During the Asian session on Tuesday, spot gold retreated to near $4,620, showing a significant pullback from its previous high, and overall exhibiting a consolidating pattern after a failed upward attempt. From a market structure perspective, gold is currently caught in a tug-of-war among multiple factors, but short-term bearish signals are gradually strengthening.
Fundamentally, the situation in the Middle East remains centered around the Strait of Hormuz. U.S. President Donald Trump’s earlier deadline and strong signals once boosted risk aversion. However, as the market gradually digests the associated risks, the marginal support for gold prices from geopolitical factors has notably weakened, failing to drive a sustained upward trend. This suggests that the current market is more focused on macro variables rather than single-event drivers.
At the same time, the macro environment is exerting significant downward pressure on gold. Expectations for Federal Reserve policy remain tight, with markets generally predicting interest rates will stay elevated for an extended period. Additionally, the U.S. Dollar Index continues to operate within a high range, reinforcing the pressure on gold. Since gold is priced in dollars, a stronger dollar typically means reduced attractiveness for non-dollar investors, thus curbing price increases.

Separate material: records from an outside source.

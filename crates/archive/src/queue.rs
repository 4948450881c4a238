//! Bounded write queue of pending points.
//!
//! The real-time path enqueues; a writer drains batches and persists them.
//! A single mutex covers enqueue, trim, dequeue and requeue, so the trim
//! decision always sees what was just added. When producers outrun the
//! writer, the oldest points are dropped: the queue never blocks producers.
//!
//! # Example
//!
//! ```rust,ignore
//! use alopex_archive::queue::{PointQueue, queue_capacity};
//!
//! let queue = PointQueue::new("Hour", queue_capacity(1000, channels.len()));
//! queue.enqueue_batch(points);
//! queue.flush_with(DEFAULT_BATCH_SIZE, |batch| insert(batch))?;
//! ```

use crate::data::Point;
use crate::error::Result;
use parking_lot::Mutex;
use std::collections::VecDeque;
use std::sync::atomic::{AtomicBool, AtomicU64, Ordering};
use tracing::warn;

/// Lower bound of a queue's capacity.
pub const MIN_QUEUE_SIZE: usize = 1000;

/// Default number of points persisted per batch.
pub const DEFAULT_BATCH_SIZE: usize = 1000;

/// Capacity for a queue serving `channel_count` channels.
///
/// The configured ceiling is raised to hold at least two full slices and never
/// falls below [`MIN_QUEUE_SIZE`].
pub fn queue_capacity(max_queue_size: usize, channel_count: usize) -> usize {
    max_queue_size.max((channel_count * 2).max(MIN_QUEUE_SIZE))
}

/// Bounded FIFO of points awaiting persistence.
#[derive(Debug)]
pub struct PointQueue {
    name: String,
    capacity: usize,
    points: Mutex<VecDeque<Point>>,
    has_error: AtomicBool,
    dropped: AtomicU64,
}

impl PointQueue {
    /// Creates a queue. The capacity is at least one.
    pub fn new(name: impl Into<String>, capacity: usize) -> Self {
        let capacity = capacity.max(1);
        Self {
            name: name.into(),
            capacity,
            points: Mutex::new(VecDeque::with_capacity(capacity.min(64 * 1024))),
            has_error: AtomicBool::new(false),
            dropped: AtomicU64::new(0),
        }
    }

    /// Maximum number of queued points.
    pub fn capacity(&self) -> usize {
        self.capacity
    }

    /// Number of queued points.
    pub fn len(&self) -> usize {
        self.points.lock().len()
    }

    /// Returns true if nothing is queued.
    pub fn is_empty(&self) -> bool {
        self.points.lock().is_empty()
    }

    /// Returns true if the last persistence attempt failed.
    pub fn has_error(&self) -> bool {
        self.has_error.load(Ordering::Acquire)
    }

    /// Total number of points dropped by overflow.
    pub fn dropped_count(&self) -> u64 {
        self.dropped.load(Ordering::Relaxed)
    }

    /// Enqueues a point.
    pub fn enqueue(&self, point: Point) {
        let mut points = self.points.lock();
        points.push_back(point);
        self.remove_excess(&mut points);
    }

    /// Enqueues several points under one lock acquisition.
    ///
    /// Returns the number of points enqueued.
    pub fn enqueue_batch(&self, batch: impl IntoIterator<Item = Point>) -> usize {
        let mut points = self.points.lock();
        let before = points.len();
        points.extend(batch);
        let added = points.len() - before;
        self.remove_excess(&mut points);
        added
    }

    /// Removes up to `max` points from the head of the queue.
    pub fn drain(&self, max: usize) -> Vec<Point> {
        let mut points = self.points.lock();
        let count = max.min(points.len());
        points.drain(..count).collect()
    }

    /// Puts points that could not be persisted back at the head of the queue.
    pub fn requeue(&self, batch: Vec<Point>) {
        let mut points = self.points.lock();
        for point in batch.into_iter().rev() {
            points.push_front(point);
        }
        self.remove_excess(&mut points);
    }

    /// Drains one batch and hands it to `persist`.
    ///
    /// On success the error flag is cleared and the batch size returned. On
    /// failure the batch is requeued, the error flag raised and the error
    /// returned.
    pub fn flush_with<F>(&self, max_batch: usize, mut persist: F) -> Result<usize>
    where
        F: FnMut(&[Point]) -> Result<()>,
    {
        let batch = self.drain(max_batch);
        if batch.is_empty() {
            return Ok(0);
        }

        match persist(&batch) {
            Ok(()) => {
                self.has_error.store(false, Ordering::Release);
                Ok(batch.len())
            }
            Err(err) => {
                self.requeue(batch);
                self.has_error.store(true, Ordering::Release);
                Err(err)
            }
        }
    }

    /// Flushes batches until the queue is empty or persisting fails.
    pub fn flush_all<F>(&self, max_batch: usize, mut persist: F) -> Result<usize>
    where
        F: FnMut(&[Point]) -> Result<()>,
    {
        let mut total = 0;
        loop {
            let flushed = self.flush_with(max_batch, &mut persist)?;
            if flushed == 0 {
                return Ok(total);
            }
            total += flushed;
        }
    }

    /// Returns a copy of the queued points, oldest first.
    pub fn snapshot(&self) -> Vec<Point> {
        self.points.lock().iter().copied().collect()
    }

    fn remove_excess(&self, points: &mut VecDeque<Point>) {
        let excess = points.len().saturating_sub(self.capacity);
        if excess > 0 {
            points.drain(..excess);
            self.dropped.fetch_add(excess as u64, Ordering::Relaxed);
            warn!(
                "Queue {} is full ({} of {}), {} oldest points removed",
                self.name,
                points.len(),
                self.capacity,
                excess
            );
        }
    }
}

On the inflation front, persistently high oil prices further reinforce market expectations of sticky inflation, which also diminishes rate-cut expectations to some extent. Overall, the combination of ‘high interest rates and a strong dollar’ is becoming the dominant factor in the current gold price trend, making it difficult for gold’s safe-haven attribute to fully play out.
From a technical perspective, on the daily chart, gold faced clear resistance after touching a dense pressure zone during its earlier rally, compounded by the downward trend line forming a typical ‘false breakout and pullback’ structure. The current price has fallen back below the pressure zone, indicating insufficient bullish momentum. Key resistance lies in the $4,680-$4,700 range, where previous highs and trendline pressures overlap, making it difficult to break through in the short term. Support below is at $4,550, with further support at $4,400; a breach would confirm the continuation of a medium-term correction. Momentum indicators show signs of a MACD death cross, with the RSI retreating from overbought levels to neutral territory, signaling significantly weakened upward momentum.
On the 4-hour chart, gold exhibits a downtrend with gradually lowering highs, forming short-term downward trend line resistance. Prices have repeatedly rebounded near the trend line without breaking through, indicating strong overhead selling pressure. The short-term moving average system has shifted to a bearish alignment, enhancing the downward signal. Current short-term resistance is located in the $4,650-$4,680 range; if a rebound fails to surpass this zone, the corrective rhythm will likely continue. Critical support below is at $4,550, with a potential acceleration of the downturn if breached.

Editor’s Summary:
The dominant logic in the current gold market is shifting from ‘geopolitical-driven’ to ‘interest rate and dollar-driven.’ While the situation in the Middle East still provides some support, its impact has clearly diminished, whereas the high-interest-rate environment and a strong dollar continue to weigh on gold prices. Technically, gold has entered a medium-term correction phase and is unlikely to restart an upward trend until key resistances are broken. Going forward, close attention should be paid to movements in the dollar and changes in interest rate expectations, with gold prices expected to trade within a range but with a bias towards weakness.